Halting prediabetes is critical, as nearly 70 percent of individuals in this category eventually develop diabetes. Reversing prediabetes also protects against complications like heart disease, kidney problems, and nerve damage.
In the study, two groups of participants had similar overall fat levels but differed in how fat was stored. Those who lost more belly fat, or visceral fat, over a year were able to reverse prediabetes, while those who didn’t reduce abdominal fat did not reach healthy blood sugar levels.
Researchers from the University Hospital Tübingen in Germany found that focused lifestyle changes could bring prediabetic individuals into remission even without major weight loss. This remission was associated with a roughly 70 percent reduction in the risk of developing Type 2 diabetes over the following decade.

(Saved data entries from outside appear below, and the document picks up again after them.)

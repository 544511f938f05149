//! Rockchip media codec (`librkffplayer.so`) binding.
//!
//! - [`ffi`]: raw C types, protocol constants and the `libloading` table.
//! - [`binding`]: the [`CodecBinding`] seam the coordinator drives.

pub mod binding;
pub mod ffi;

pub use binding::{
    BindingLoader, CodecBinding, CommandParam, DecodeStatus, ListenerEnv, SystemBindingLoader,
};
pub use ffi::{RkCallbackFn, RkCodecDisplayInfo, RkCodecLibrary, DISPLAY_INFO_SIZE, RK_NOPTS};
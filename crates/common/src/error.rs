//! Central error types (thiserror-based).

use thiserror::Error;

use crate::codec::VideoCodec;

/// Errors that can occur when loading the vendor codec library.
#[derive(Debug, Error)]
pub enum LoadError {
    #[error("Codec library not found: {0}")]
    LibraryNotFound(String),

    #[error("Required symbol not found: {0}")]
    SymbolNotFound(String),
}

/// Hardware codec session errors.
#[derive(Debug, Error)]
pub enum CodecError {
    #[error("Codec library unavailable: {0}")]
    Load(#[from] LoadError),

    #[error("Hardware decode disabled for {0:?}")]
    Unsupported(VideoCodec),

    #[error("Codec bring-up failed in {call}: status {status}")]
    Init { call: &'static str, status: i32 },

    #[error("{call} failed with status {status}")]
    Protocol { call: &'static str, status: i32 },

    #[error("Malformed display event: expected {expected} bytes, got {got}")]
    MalformedCallback { expected: usize, got: usize },

    #[error("{op} is not valid while the decoder is {state}")]
    StateViolation { op: &'static str, state: &'static str },

    #[error("Decoder session is no longer usable")]
    Unusable,

    #[error("Decode worker failure: {0}")]
    Worker(String),
}

/// Convenience Result type for codec operations.
pub type CodecResult<T> = Result<T, CodecError>;

/// Display device errors.
#[derive(Debug, Error)]
pub enum DisplayError {
    #[error("No writable HDMI display node found")]
    NoDisplayNode,

    #[error("Display mode change refused while HDMI 3D output is active")]
    ModeLocked3d,

    #[error("Invalid display mode: {0}")]
    InvalidMode(String),

    #[error("IO error: {0}")]
    Io(#[from] std::io::Error),
}

/// Settings loading errors.
#[derive(Debug, Error)]
pub enum SettingsError {
    #[error("IO error: {0}")]
    Io(#[from] std::io::Error),

    #[error("Invalid settings file: {0}")]
    Parse(#[from] serde_json::Error),
}
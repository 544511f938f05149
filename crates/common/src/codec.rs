//! Video codec and media type identifiers.

use serde::{Deserialize, Serialize};

/// Video codec identifier.
///
/// The raw ids are the libavcodec `AVCodecID` values the demuxer hands us;
/// the vendor library expects the same numbering in `RKCodecStreamInfo.codec`.
#[derive(Copy, Clone, Debug, PartialEq, Eq, Hash, Serialize, Deserialize)]
pub enum VideoCodec {
    Mpeg2,
    Mpeg4,
    H264,
    Vc1,
    Vp8,
    Vp9,
    Hevc,
    /// Any other codec id, passed through untouched.
    Other(u32),
}

impl VideoCodec {
    /// Map a libavcodec codec id to a `VideoCodec`.
    pub fn from_raw(id: u32) -> Self {
        match id {
            2 => Self::Mpeg2,
            12 => Self::Mpeg4,
            27 => Self::H264,
            70 => Self::Vc1,
            139 => Self::Vp8,
            167 => Self::Vp9,
            173 => Self::Hevc,
            other => Self::Other(other),
        }
    }

    /// The libavcodec codec id.
    pub fn raw(self) -> u32 {
        match self {
            Self::Mpeg2 => 2,
            Self::Mpeg4 => 12,
            Self::H264 => 27,
            Self::Vc1 => 70,
            Self::Vp8 => 139,
            Self::Vp9 => 167,
            Self::Hevc => 173,
            Self::Other(id) => id,
        }
    }

    /// Human-readable name (for display/logging).
    pub fn display_name(self) -> &'static str {
        match self {
            Self::Mpeg2 => "MPEG-2",
            Self::Mpeg4 => "MPEG-4 Part 2",
            Self::H264 => "H.264/AVC",
            Self::Vc1 => "VC-1",
            Self::Vp8 => "VP8",
            Self::Vp9 => "VP9",
            Self::Hevc => "H.265/HEVC",
            Self::Other(_) => "unknown",
        }
    }

    /// Parse a short codec name as used on the command line.
    pub fn from_name(name: &str) -> Option<Self> {
        match name.to_ascii_lowercase().as_str() {
            "mpeg2" | "mpeg2video" => Some(Self::Mpeg2),
            "mpeg4" => Some(Self::Mpeg4),
            "h264" | "avc" => Some(Self::H264),
            "vc1" => Some(Self::Vc1),
            "vp8" => Some(Self::Vp8),
            "vp9" => Some(Self::Vp9),
            "h265" | "hevc" => Some(Self::Hevc),
            _ => None,
        }
    }
}

/// Stream media type. Values match the vendor's `RKCodecDecodeType`.
#[repr(u32)]
#[derive(Copy, Clone, Debug, Default, PartialEq, Eq, Hash, Serialize, Deserialize)]
pub enum MediaType {
    Audio = 0,
    #[default]
    Video = 1,
    Subtitle = 2,
}

impl MediaType {
    pub fn raw(self) -> u32 {
        self as u32
    }
}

Among 1,105 participants with prediabetes, the study examined 234 individuals who did not lose overall weight. Of these, 51 achieved prediabetes remission after a year of targeted lifestyle interventions, while the remaining 183 did not reach healthy glucose levels.
“Weight loss remains the primary goal for people who are obese. However, reversing prediabetes can also happen without major weight loss, especially when lifestyle interventions focus on improving diet quality, increasing physical activity, and building muscle while reducing fat,” says Dr. Anoop Misra, chairman at Fortis C-Doc Hospital for Diabetes and Allied Sciences.
He adds that for Indians, reducing both subcutaneous abdominal fat and visceral fat is key for better metabolism. These changes, paired with increased muscle mass and improved functional capacity, enhance insulin sensitivity and help maintain long-term blood sugar control.
Belly fat, or visceral fat, releases inflammatory substances that interfere with insulin, the hormone that moves sugar from the blood into cells. To compensate, the body produces more insulin, which can overwhelm the pancreas and raise blood sugar. Excess sugar is often stored as fat around the abdomen, which is why even individuals of normal weight with a protruding stomach are at higher risk of diabetes.
“Diet composition matters most lower carbs, higher protein, and healthy fats, all within a controlled calorie range, can help reverse prediabetes even without significant weight loss,” says Dr. Misra. Good carbohydrate sources include whole grains, fruits, legumes, and non-starchy vegetables, while healthy fats come from nuts, seeds, olive oil, and fatty fish.
Physical activity also plays a crucial role. Combining resistance training, such as weightlifting at least twice a week, with aerobic exercises like walking, running, or swimming, is effective at reducing visceral fat. Adequate sleep around seven hours per night is also essential to keep blood sugar levels under control.